- Qareh Poshtelu-e Bala Rural District Location within Iran
- Coordinates: 37°01′N 48°22′E﻿ / ﻿37.017°N 48.367°E
- Country: Iran
- Province: Zanjan
- County: Zanjan
- District: Qareh Poshtelu
- Established: 1987
- Capital: Armaghankhaneh

Population (2016)
- • Total: 5,147
- Time zone: UTC+3:30 (IRST)

= Qareh Poshtelu-e Bala Rural District =

Rural district in Zanjan province, Iran

Qareh Poshtelu-e Bala Rural District (دهستان قره‌پشتلو بالا) is in Qareh Poshtelu District of Zanjan County, Zanjan province, Iran.

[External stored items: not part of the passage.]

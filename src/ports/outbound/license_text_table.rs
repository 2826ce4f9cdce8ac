/// LicenseTextTable port: canonical legal text per SPDX identifier
pub trait LicenseTextTable {
    /// Returns the full license text for an SPDX identifier, if known
    fn license_text(&self, license_id: &str) -> Option<String>;
}
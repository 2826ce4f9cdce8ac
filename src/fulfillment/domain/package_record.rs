use super::{LicenseDeclaration, PackageIdentity};
use std::path::{Path, PathBuf};

/// PackageRecord value object: the metadata of one installed package version
///
/// Records are produced by the inventory provider and never mutated in
/// place; every pipeline stage returns a new record built with the `with_*`
/// methods.
#[derive(Debug, Clone, PartialEq)]
pub struct PackageRecord {
    identity: PackageIdentity,
    licenses: LicenseDeclaration,
    repository: Option<String>,
    publisher: Option<String>,
    license_file: Option<PathBuf>,
    license_text: Option<String>,
    force_accept: bool,
    agreed_license: Option<String>,
}

impl PackageRecord {
    pub fn new(identity: PackageIdentity, licenses: LicenseDeclaration) -> Self {
        Self {
            identity,
            licenses,
            repository: None,
            publisher: None,
            license_file: None,
            license_text: None,
            force_accept: false,
            agreed_license: None,
        }
    }

    pub fn with_licenses(mut self, licenses: LicenseDeclaration) -> Self {
        self.licenses = licenses;
        self
    }

    pub fn with_repository(mut self, repository: Option<String>) -> Self {
        self.repository = repository;
        self
    }

    pub fn with_publisher(mut self, publisher: Option<String>) -> Self {
        self.publisher = publisher;
        self
    }

    pub fn with_license_file(mut self, license_file: Option<PathBuf>) -> Self {
        self.license_file = license_file;
        self
    }

    /// Sets the license text; an empty string is stored as no text
    pub fn with_license_text(mut self, license_text: Option<String>) -> Self {
        self.license_text = license_text.filter(|text| !text.is_empty());
        self
    }

    pub fn with_force_accept(mut self, force_accept: bool) -> Self {
        self.force_accept = force_accept;
        self
    }

    pub fn with_agreed_license(mut self, agreed_license: Option<String>) -> Self {
        self.agreed_license = agreed_license;
        self
    }

    pub fn identity(&self) -> &PackageIdentity {
        &self.identity
    }

    pub fn name(&self) -> &str {
        self.identity.name()
    }

    pub fn version(&self) -> &str {
        self.identity.version()
    }

    pub fn licenses(&self) -> &LicenseDeclaration {
        &self.licenses
    }

    pub fn repository(&self) -> Option<&str> {
        self.repository.as_deref()
    }

    pub fn publisher(&self) -> Option<&str> {
        self.publisher.as_deref()
    }

    pub fn license_file(&self) -> Option<&Path> {
        self.license_file.as_deref()
    }

    pub fn license_text(&self) -> Option<&str> {
        self.license_text.as_deref()
    }

    pub fn force_accept(&self) -> bool {
        self.force_accept
    }

    /// Agreed license carried into resolution (only ever set by an override)
    pub fn agreed_license(&self) -> Option<&str> {
        self.agreed_license.as_deref()
    }
}
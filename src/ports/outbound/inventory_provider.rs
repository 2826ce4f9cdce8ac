use crate::fulfillment::domain::PackageRecord;
use crate::shared::Result;
use async_trait::async_trait;
use indexmap::IndexMap;
use std::path::PathBuf;

/// Installed packages in the provider's enumeration order
///
/// Order is part of the contract: it decides the order in which versions
/// are merged into fulfillment records.
pub type Inventory = Vec<PackageRecord>;

/// Parameters handed to the inventory provider
#[derive(Debug, Clone, PartialEq)]
pub struct InventoryQuery {
    /// Roots to scan for dependency metadata
    pub start_paths: Vec<PathBuf>,
    /// Restrict the scan to production dependencies
    pub production: bool,
    /// Value reported as the license of packages whose license cannot be determined
    pub unknown: String,
    /// Field-shape hint: extra fields to report and their default values
    pub custom_format: IndexMap<String, serde_json::Value>,
}

/// InventoryProvider port for discovering installed packages
///
/// This port abstracts the dependency scanner that reports, for every
/// installed package version, its declared license and bundled license
/// metadata.
#[async_trait]
pub trait InventoryProvider: Send + Sync {
    /// Scans the configured roots and returns every installed package
    ///
    /// # Errors
    /// Any error aborts the whole fulfillment run and is reported unchanged.
    async fn scan(&self, query: &InventoryQuery) -> Result<Inventory>;
}
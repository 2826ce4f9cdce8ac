mod fulfillment_aggregator;
mod license_resolver;
mod override_applier;
mod report_generator;

pub use fulfillment_aggregator::{Aggregation, FulfillmentAggregator, TextConflict};
pub use license_resolver::LicenseResolver;
pub use override_applier::OverrideApplier;
pub use report_generator::ReportGenerator;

It is administered from the city of Armaghankhaneh.

==Demographics==
===Population===
At the time of the 2006 National Census, the rural district's population was 13,915 in 3,250 households. There were 11,917 inhabitants in 3,303 households at the following census of 2011. The 2016 census measured the population of the rural district as 5,147 in 1,534 households. The most populous of its 30 villages was Meshkin, with 1,264 people.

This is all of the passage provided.